A partir de este marco encantador Valle-Inclán desarrolla una historia pasional cuyo centro son los amores imposibles del Marqués y la Niña Chole. Aunque para su depravado corazón no hay mujer imposible, ya que «únicamente los grandes santos y los grandes pecadores, poseen la virtud necesaria para huir las tentaciones del amor». En consecuencia consigue lo que se propone, en una escena sobrecogedora, de noche, entre los muros del convento de Comendadoras Santiagistas que los han acogido, y mientras las campanas anuncian el fallecimiento de algún interno. 

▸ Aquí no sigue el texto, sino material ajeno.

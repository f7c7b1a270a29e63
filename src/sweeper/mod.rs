//! Cancellation Sweeper
//!
//! Reverses a bounded batch of applied records per run, one atomic unit per
//! record. Candidates already locked by another worker are skipped rather than
//! waited on, so several sweepers can run against the same store.

mod policy;

pub use policy::{LatestAppliedPolicy, OddIdPolicy, SelectionPolicy};

use std::sync::Arc;
use std::time::Duration;

use rust_decimal::Decimal;
use serde::Serialize;
use tokio::sync::watch;

use crate::domain::LedgerRecord;
use crate::store::{Store, StoreError};

/// Sweep interval and batch size
#[derive(Debug, Clone, Copy, PartialEq, Eq)]
pub struct SweepSettings {
    /// Time between runs (default: 3 minutes)
    pub interval: Duration,
    /// Maximum candidates per run (default: 10)
    pub batch_size: usize,
}

impl SweepSettings {
    pub fn new(interval: Duration, batch_size: usize) -> Self {
        Self {
            interval,
            batch_size,
        }
    }
}

impl Default for SweepSettings {
    fn default() -> Self {
        Self {
            interval: Duration::from_secs(180),
            batch_size: 10,
        }
    }
}

/// Counts from one run
#[derive(Debug, Clone, Copy, Default, PartialEq, Eq, Serialize)]
pub struct SweepReport {
    /// Candidates returned by the selection policy
    pub selected: usize,
    /// Candidates for which a unit was started
    pub attempted: usize,
    pub reversed: usize,
    /// Claimed elsewhere, no longer applied, or refused to avoid a negative balance
    pub skipped: usize,
    pub failed: usize,
    /// The run stopped early on shutdown
    pub interrupted: bool,
}

#[derive(Debug, Clone, Copy, PartialEq, Eq)]
enum CandidateOutcome {
    Reversed,
    Skipped,
}

/// Background reversal of applied records
pub struct CancellationSweeper<S: Store> {
    store: Arc<S>,
    policy: Arc<dyn SelectionPolicy>,
    settings: SweepSettings,
}

impl<S: Store> CancellationSweeper<S> {
    /// Create a sweeper selecting odd-id records
    pub fn new(store: Arc<S>, settings: SweepSettings) -> Self {
        let policy: Arc<dyn SelectionPolicy> = Arc::new(OddIdPolicy::new(store.clone()));
        Self {
            store,
            policy,
            settings,
        }
    }

    /// Replace the selection policy
    pub fn with_policy(mut self, policy: Arc<dyn SelectionPolicy>) -> Self {
        self.policy = policy;
        self
    }

    pub fn settings(&self) -> &SweepSettings {
        &self.settings
    }

    /// Run one sweep.
    ///
    /// Only a failed selection is returned as an error. Per-candidate failures
    /// are logged and counted; `shutdown` is checked before every candidate.
    pub async fn run_once(
        &self,
        shutdown: &watch::Receiver<bool>,
    ) -> Result<SweepReport, StoreError> {
        let candidates = self.policy.select(self.settings.batch_size).await?;

        let mut report = SweepReport {
            selected: candidates.len(),
            ..SweepReport::default()
        };

        if candidates.is_empty() {
            tracing::debug!(policy = self.policy.name(), "No records to sweep");
            return Ok(report);
        }

        for candidate in &candidates {
            if *shutdown.borrow() {
                report.interrupted = true;
                tracing::info!(
                    remaining = candidates.len() - report.attempted,
                    "Sweep interrupted by shutdown"
                );
                break;
            }

            report.attempted += 1;
            match self.reverse_one(candidate).await {
                Ok(CandidateOutcome::Reversed) => report.reversed += 1,
                Ok(CandidateOutcome::Skipped) => report.skipped += 1,
                Err(e) => {
                    report.failed += 1;
                    tracing::error!(
                        record_id = candidate.id,
                        user_id = candidate.owner_id,
                        error = %e,
                        "Failed to reverse record"
                    );
                }
            }
        }

        tracing::info!(
            policy = self.policy.name(),
            selected = report.selected,
            attempted = report.attempted,
            reversed = report.reversed,
            skipped = report.skipped,
            failed = report.failed,
            interrupted = report.interrupted,
            "Sweep completed"
        );

        Ok(report)
    }

    async fn reverse_one(&self, record: &LedgerRecord) -> Result<CandidateOutcome, StoreError> {
        let mut unit = self.store.begin().await?;

        match self.reverse_steps(&mut unit, record).await {
            Ok(CandidateOutcome::Reversed) => {
                self.store.commit(unit).await?;
                Ok(CandidateOutcome::Reversed)
            }
            Ok(CandidateOutcome::Skipped) => {
                self.store.rollback(unit).await?;
                Ok(CandidateOutcome::Skipped)
            }
            Err(e) => {
                if let Err(rollback_err) = self.store.rollback(unit).await {
                    tracing::warn!(
                        record_id = record.id,
                        error = %rollback_err,
                        "Rollback failed"
                    );
                }
                Err(e)
            }
        }
    }

    async fn reverse_steps(
        &self,
        unit: &mut S::Unit,
        record: &LedgerRecord,
    ) -> Result<CandidateOutcome, StoreError> {
        if !self.store.claim_for_reversal(unit, record.id).await? {
            tracing::debug!(record_id = record.id, "Record claimed elsewhere or no longer applied");
            return Ok(CandidateOutcome::Skipped);
        }

        let account = self.store.lock_account(unit, record.owner_id).await?;
        let new_balance = account.balance + record.reversal_effect();

        if new_balance < Decimal::ZERO {
            tracing::warn!(
                record_id = record.id,
                user_id = record.owner_id,
                balance = %account.balance,
                amount = %record.amount,
                state = %record.direction,
                "Reversal refused: balance would become negative"
            );
            return Ok(CandidateOutcome::Skipped);
        }

        self.store
            .write_balance(unit, record.owner_id, new_balance)
            .await?;

        if !self.store.mark_reversed(unit, record.id).await? {
            tracing::warn!(
                record_id = record.id,
                "Record left applied state after it was claimed"
            );
            return Ok(CandidateOutcome::Skipped);
        }

        tracing::debug!(
            record_id = record.id,
            user_id = record.owner_id,
            balance = %new_balance,
            "Record reversed"
        );

        Ok(CandidateOutcome::Reversed)
    }
}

Precisamente por imágenes tan expresionistas como ésta, y a la vez tan cargadas de notas diabólicas, entre los pliegues del amor carnal, y por tanto bajo apariencia de cierto bien, las memorias del Marqués de Bradomín son por un lado relatos fascinantes, y por otro, la eclosión de un personaje literario —otro más en la obra del escritor español (de gran recuerdo por ejemplo don Juan Manuel Montenegro)— de innegable sabor satánico:


«Sobre mi alma ha pasado el aliento de Satanás encendiendo todos los pecados: Sobre mi alma ha pasado el suspiro del Arcángel encendiendo todas las Virtudes. He padecido todos los dolores, he gustado todas las alegrías: He apagado mi sed en todas las fuentes, he reposado mi cabeza en el polvo de todos los caminos...» 

En la última de las Sonatas, la de invierno, el protagonista revelará un cansancio vital lejos de sus primeras correrías. Aquí, sin ir más lejos, en esta Sonata de estío, su lema, como si fuera el Anton LaVey decimonónico, podría ser perfectamente: «Haz lo que quieras. Yo siempre he hecho lo que he querido».